## What to produce
Which lines of the data contain the string "highest"? Copy every one of them.

===== Data for this exercise =====

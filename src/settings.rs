//! Simulation settings and tuning
//!
//! Loaded once at world-load time (JSON) and turned into a `SimulationContext`.

use std::path::Path;

use serde::{Deserialize, Serialize};

use crate::consts::*;
use crate::error::SimError;
use crate::sim::IntegratorKind;

/// Collision precision presets
#[derive(Debug, Clone, Copy, PartialEq, Eq, Serialize, Deserialize, Default)]
pub enum Precision {
    Low,
    #[default]
    Medium,
    High,
}

impl Precision {
    pub fn as_str(&self) -> &'static str {
        match self {
            Precision::Low => "Low",
            Precision::Medium => "Medium",
            Precision::High => "High",
        }
    }

    pub fn from_str(s: &str) -> Option<Self> {
        match s.to_lowercase().as_str() {
            "low" => Some(Precision::Low),
            "medium" | "med" => Some(Precision::Medium),
            "high" => Some(Precision::High),
            _ => None,
        }
    }

    /// Raycast stride along the dominant axis.
    /// Larger strides can tunnel through thin terrain or small bodies.
    pub fn step_size(&self) -> u32 {
        match self {
            Precision::Low => 3,
            Precision::Medium => STEP_SIZE,
            Precision::High => 1,
        }
    }

    /// Terrain probe half-size around each sampled point
    pub fn probe_radius(&self) -> i32 {
        match self {
            Precision::Low => 2,
            Precision::Medium => PROBE_RADIUS,
            Precision::High => PROBE_RADIUS,
        }
    }
}

/// How far past the map edges a body may travel before it has left the world
#[derive(Debug, Clone, Copy, PartialEq, Eq, Serialize, Deserialize)]
pub struct OutOfMapMargins {
    pub left: i32,
    pub right: i32,
    pub bottom: i32,
}

impl Default for OutOfMapMargins {
    fn default() -> Self {
        Self {
            left: OUT_OF_MAP_LEFT,
            right: OUT_OF_MAP_RIGHT,
            bottom: OUT_OF_MAP_BOTTOM,
        }
    }
}

/// Simulation settings
#[derive(Debug, Clone, Serialize, Deserialize)]
#[serde(default)]
pub struct Settings {
    /// Collision precision preset
    pub precision: Precision,

    // === Terrain ingestion ===
    /// Ground image alpha threshold (alpha > threshold => solid)
    pub ground_alpha_threshold: u8,
    /// Crater/obstacle mask alpha threshold
    pub stamp_alpha_threshold: u8,

    // === World bounds ===
    pub out_of_map: OutOfMapMargins,
    /// Spawn point used when a team has none
    pub fallback_spawn: (i32, i32),
    /// Seed for spawn-point selection
    pub seed: u64,

    // === Motion ===
    /// Fixed integration step (seconds)
    pub fixed_dt: f32,
    /// Numeric integration scheme for projectiles
    pub integrator: IntegratorKind,
    /// Overrides the preset stride when set
    pub step_size: Option<u32>,
    /// Overrides the preset probe radius when set
    pub probe_radius: Option<i32>,

    // === Walkers ===
    /// Fall distance per tick when nothing is underfoot
    pub walker_fall_step: f32,
    /// Largest ledge a walker snaps up onto in one tick
    pub walker_max_step_height: i32,

    // === Craters ===
    /// Circle radius for impacts without a registered shape
    pub fallback_crater_radius: u32,
}

impl Default for Settings {
    fn default() -> Self {
        Self {
            precision: Precision::Medium,

            ground_alpha_threshold: GROUND_ALPHA_THRESHOLD,
            stamp_alpha_threshold: STAMP_ALPHA_THRESHOLD,

            out_of_map: OutOfMapMargins::default(),
            fallback_spawn: FALLBACK_SPAWN,
            seed: 0,

            fixed_dt: SIM_DT,
            integrator: IntegratorKind::default(),
            step_size: None,
            probe_radius: None,

            walker_fall_step: WALKER_FALL_STEP,
            walker_max_step_height: WALKER_MAX_STEP_HEIGHT,

            fallback_crater_radius: FALLBACK_CRATER_RADIUS,
        }
    }
}

impl Settings {
    /// Create settings from a precision preset
    pub fn from_preset(preset: Precision) -> Self {
        Self {
            precision: preset,
            ..Self::default()
        }
    }

    /// Apply a precision preset, dropping any explicit overrides
    pub fn apply_preset(&mut self, preset: Precision) {
        self.precision = preset;
        self.step_size = None;
        self.probe_radius = None;
    }

    /// Effective raycast stride (never zero)
    pub fn effective_step_size(&self) -> u32 {
        self.step_size.unwrap_or_else(|| self.precision.step_size()).max(1)
    }

    /// Effective probe radius (never negative)
    pub fn effective_probe_radius(&self) -> i32 {
        self.probe_radius
            .unwrap_or_else(|| self.precision.probe_radius())
            .max(0)
    }

    pub fn from_json(json: &str) -> Result<Self, SimError> {
        Ok(serde_json::from_str(json)?)
    }

    pub fn to_json(&self) -> Result<String, SimError> {
        Ok(serde_json::to_string_pretty(self)?)
    }

    /// Load settings from a JSON file
    pub fn load(path: &Path) -> Result<Self, SimError> {
        let json = std::fs::read_to_string(path)?;
        let settings = Self::from_json(&json)?;
        log::info!("Loaded settings from {}", path.display());
        Ok(settings)
    }

    /// Load settings, falling back to defaults on any error
    pub fn load_or_default(path: &Path) -> Self {
        match Self::load(path) {
            Ok(settings) => settings,
            Err(e) => {
                log::warn!("Using default settings ({e})");
                Self::default()
            }
        }
    }
}
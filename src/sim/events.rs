//! Impact events and the hook points the surrounding game implements

use glam::Vec2;
use serde::{Deserialize, Serialize};

use super::body::{Body, BodyId};

/// How a moving body's path ended
#[derive(Debug, Clone, PartialEq, Serialize, Deserialize)]
pub enum Impact {
    /// Hit one or more registered bodies (ids in registry order)
    Objects(Vec<BodyId>),
    /// Probe box touched solid terrain
    Ground,
    /// Left the world (past the out-of-map margins)
    ExitedWorld,
}

impl Impact {
    /// Impacts that should blow a crater into the ground
    pub fn digs_terrain(&self) -> bool {
        !matches!(self, Impact::ExitedWorld)
    }
}

/// A resolved impact, reported once per body
#[derive(Debug, Clone, PartialEq, Serialize, Deserialize)]
pub struct ImpactEvent {
    pub body: BodyId,
    /// Snapped sample point where the impact was detected
    pub position: Vec2,
    pub impact: Impact,
    /// Crater shape requested by the projectile, if any
    pub crater: Option<String>,
}

/// Callbacks fired when a body reaches a terminal state.
///
/// These run while the world is mid-update; use them to record or react
/// (scoring, effects, turn changes). Terrain should be changed afterwards
/// from the returned `ImpactEvent`s.
pub trait ImpactHooks {
    fn on_collide_objects(&mut self, _body: &Body, _hits: &[BodyId]) {}

    fn on_collide_ground(&mut self, _body: &Body) {}

    fn on_exit_world(&mut self, _body: &Body) {}
}

/// No-op hooks
impl ImpactHooks for () {}

/// Route an impact to the matching hook
pub(crate) fn dispatch(hooks: &mut dyn ImpactHooks, body: &Body, impact: &Impact) {
    match impact {
        Impact::Objects(hits) => hooks.on_collide_objects(body, hits),
        Impact::Ground => hooks.on_collide_ground(body),
        Impact::ExitedWorld => hooks.on_exit_world(body),
    }
}

/// Hooks that record every terminal transition as an `ImpactEvent`
#[derive(Debug, Clone, Default)]
pub struct EventLog {
    pub events: Vec<ImpactEvent>,
}

impl EventLog {
    pub fn new() -> Self {
        Self::default()
    }

    pub fn len(&self) -> usize {
        self.events.len()
    }

    pub fn is_empty(&self) -> bool {
        self.events.is_empty()
    }

    fn record(&mut self, body: &Body, impact: Impact) {
        let Some(id) = body.id() else {
            log::warn!("Impact reported for an unregistered body at {}", body.pos);
            return;
        };
        self.events.push(ImpactEvent {
            body: id,
            position: body.pos,
            impact,
            crater: body.as_projectile().and_then(|p| p.crater.clone()),
        });
    }
}

impl ImpactHooks for EventLog {
    fn on_collide_objects(&mut self, body: &Body, hits: &[BodyId]) {
        self.record(body, Impact::Objects(hits.to_vec()));
    }

    fn on_collide_ground(&mut self, body: &Body) {
        self.record(body, Impact::Ground);
    }

    fn on_exit_world(&mut self, body: &Body) {
        self.record(body, Impact::ExitedWorld);
    }
}
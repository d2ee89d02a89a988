//! Procedural terrain for demos and physics tests
//!
//! Flat ground across the bottom quarter plus two right-triangle ramps: a
//! gentle one for walking tests and a steep one that behaves like a wall.

use super::buffer::TerrainBuffer;
use crate::error::SimError;

/// Right triangle rising from `(x0, base)` to `(x1, base - rise)`
struct Ramp {
    x0: i32,
    x1: i32,
    rise: i32,
}

impl Ramp {
    fn contains(&self, x: i32, y: i32, base: i32) -> bool {
        if x < self.x0 || x >= self.x1 || y >= base {
            return false;
        }
        let t = (x - self.x0) as f32 / (self.x1 - self.x0) as f32;
        let surface = base as f32 - t * self.rise as f32;
        y as f32 >= surface
    }
}

/// Row where the flat ground starts for a map of the given height
pub fn floor_y(height: u32) -> i32 {
    (height as i32 * 3) / 4
}

/// Ground + gentle ramp + steep ramp, scaled to the requested size
pub fn physics_test_map(width: u32, height: u32) -> Result<TerrainBuffer, SimError> {
    let base = floor_y(height);
    let w = width as i32;
    let h = height as i32;
    let ramps = [
        Ramp { x0: w / 10, x1: w / 5, rise: h / 10 },
        Ramp { x0: w * 6 / 25, x1: w * 7 / 25, rise: h / 5 },
    ];

    let map = TerrainBuffer::from_fn(width, height, true, |x, y| {
        y >= base || ramps.iter().any(|r| r.contains(x, y, base))
    })?;

    log::info!(
        "Generated test map {}x{} (floor at y={}, {} solid pixels)",
        width,
        height,
        base,
        map.count_solid()
    );
    Ok(map)
}

/// Flat ground only, starting at row `ground_y`
pub fn flat_ground(width: u32, height: u32, ground_y: i32) -> Result<TerrainBuffer, SimError> {
    TerrainBuffer::from_fn(width, height, true, |_, y| y >= ground_y)
}
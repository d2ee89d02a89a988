//! Destructible terrain
//!
//! Bit-packed solidity layers, the stamps used to dig and build them, and the
//! conversions that produce both from image alpha.

pub mod buffer;
pub mod generate;
pub mod mask;
pub mod rect;

pub use buffer::TerrainBuffer;
pub use mask::{from_alpha, from_rgba, load_mask};
pub use rect::Rect;
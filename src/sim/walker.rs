//! Resting contact for grounded bodies
//!
//! Walkers are not integrated. Once per tick the ground under their feet is
//! probed at three columns (center and both sides, one pixel in from the box
//! edge) over a short window from `max_step_height` above the feet to one
//! row below them:
//! - no column has ground: fall by `fall_step`
//! - some column has ground: snap so the row below the feet is the highest
//!   contact, and tilt by the angle between the side contacts
//! - every contact sits at the top of the window (buried): step up one pixel
//!
//! This is a heuristic. Ledges taller than `max_step_height` act as walls,
//! and resting height is exact only to the pixel.

use glam::Vec2;
use serde::{Deserialize, Serialize};

use super::body::BodyId;
use super::tick::SimulationContext;
use super::world::{Team, World};
use crate::{slope_angle, to_pixel};

#[derive(Debug, Clone, PartialEq, Serialize, Deserialize)]
pub struct Walker {
    pub team: Team,
    pub grounded: bool,
    /// Ground tilt under the walker (radians, y down)
    pub slope: f32,
}

impl Walker {
    pub fn new(team: Team) -> Self {
        Self {
            team,
            grounded: false,
            slope: 0.0,
        }
    }
}

/// Outcome of one settle step
#[derive(Debug, Clone, Copy, PartialEq)]
pub enum Settle {
    Falling,
    Grounded { slope: f32 },
    /// Left the world; the caller decides what happens next
    FellOut,
}

/// Apply one tick of resting-contact locomotion to a registered walker
pub fn settle(world: &mut World, id: BodyId, ctx: &SimulationContext) -> Option<Settle> {
    let body = world.body(id)?;
    body.as_walker()?;

    if world.is_out_map(body.pos.x, body.pos.y) {
        return Some(Settle::FellOut);
    }

    let max_step = ctx.walker_max_step_height.max(0);
    let half_h = body.height as f32 / 2.0;
    let feet_y = to_pixel(body.pos.y + half_h);
    let top = feet_y - max_step;
    let window = max_step + 2;

    let cx = to_pixel(body.pos.x);
    let spread = (body.width / 2 - 1).max(0);
    let columns = [cx - spread, cx, cx + spread];
    let contacts = columns.map(|x| {
        world
            .ground()
            .find_not_empty_point(x, top, window)
            .map(|p| p.y)
    });

    let body = world.body_mut(id)?;
    let surface = contacts.iter().flatten().filter(|&&y| y > top).min().copied();
    let buried = contacts.iter().any(|c| c.is_some());

    let outcome = match surface {
        Some(highest) => {
            body.pos.y = (highest - 1) as f32 - half_h;
            let slope = match (contacts[0], contacts[2]) {
                (Some(left), Some(right)) if left > top && right > top => slope_angle(
                    Vec2::new(columns[0] as f32, left as f32),
                    Vec2::new(columns[2] as f32, right as f32),
                ),
                _ => 0.0,
            };
            Settle::Grounded { slope }
        }
        None if buried => {
            body.pos.y -= 1.0;
            Settle::Grounded { slope: 0.0 }
        }
        None => {
            body.pos.y += ctx.walker_fall_step;
            Settle::Falling
        }
    };

    let pos = body.pos;
    if let Some(walker) = body.as_walker_mut() {
        match outcome {
            Settle::Grounded { slope } => {
                walker.grounded = true;
                walker.slope = slope;
            }
            _ => walker.grounded = false,
        }
    }

    if world.is_out_map(pos.x, pos.y) {
        return Some(Settle::FellOut);
    }
    Some(outcome)
}
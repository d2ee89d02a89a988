//! Crater Sim - destructible terrain and projectile physics for side-view artillery games
//!
//! Core modules:
//! - `terrain`: Bit-packed solidity bitmaps, stamping/erasing, mask ingestion
//! - `sim`: Deterministic simulation (world registry, motion, collisions, tick)
//! - `settings`: Data-driven tuning (thresholds, margins, integrator choice)
//! - `error`: Error type for the few fallible operations (construction, loading)

pub mod error;
pub mod settings;
pub mod sim;
pub mod terrain;

pub use error::SimError;
pub use settings::{Precision, Settings};

use glam::Vec2;

/// Simulation configuration constants
pub mod consts {
    /// Fixed integration timestep used by projectiles (seconds per tick)
    pub const SIM_DT: f32 = 0.1;

    /// Alpha above which a ground-image pixel counts as solid
    pub const GROUND_ALPHA_THRESHOLD: u8 = 250;
    /// Alpha above which a crater/obstacle mask pixel counts as solid
    pub const STAMP_ALPHA_THRESHOLD: u8 = 50;

    /// Slack before a body is considered to have left the map
    pub const OUT_OF_MAP_LEFT: i32 = 100;
    pub const OUT_OF_MAP_RIGHT: i32 = 100;
    pub const OUT_OF_MAP_BOTTOM: i32 = 500;

    /// Raycast stride along the dominant axis (pixels)
    pub const STEP_SIZE: u32 = 2;
    /// Terrain probe half-size around a sampled point (1 => 3x3 box)
    pub const PROBE_RADIUS: i32 = 1;
    /// Longest single move (pixels along the dominant axis) a raycast samples
    pub const MAX_TRACE_SAMPLES: i64 = 1 << 16;

    /// Spawn point used when a team has none configured
    pub const FALLBACK_SPAWN: (i32, i32) = (100, 100);

    /// Default map gravity when metadata omits it
    pub const DEFAULT_GRAVITY: f32 = 9.8;

    /// Projectile defaults
    pub const PROJECTILE_MASS: f32 = 10.0;
    pub const PROJECTILE_GRAVITY_FACTOR: f32 = 100.0;
    pub const PROJECTILE_WIND_FACTOR: f32 = 1.0;
    pub const PROJECTILE_AIR_FACTOR: f32 = 1.0;
    pub const PROJECTILE_SIZE: i32 = 4;

    /// Default body bounding box
    pub const BODY_SIZE: i32 = 10;

    /// Walker resting-contact tuning
    pub const WALKER_FALL_STEP: f32 = 4.0;
    pub const WALKER_MAX_STEP_HEIGHT: i32 = 4;

    /// Crater radius used when an impact id has no registered shape
    pub const FALLBACK_CRATER_RADIUS: u32 = 30;
}

/// Floor a float coordinate onto the pixel grid
#[inline]
pub fn to_pixel(v: f32) -> i32 {
    v.floor() as i32
}

/// Angle (radians) of the line between two ground contacts
#[inline]
pub fn slope_angle(left: Vec2, right: Vec2) -> f32 {
    let d = right - left;
    d.y.atan2(d.x)
}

=====

## Task response
//! - some column has ground: snap so the row below the feet is the highest
        Some(highest) => {
            body.pos.y = (highest - 1) as f32 - half_h;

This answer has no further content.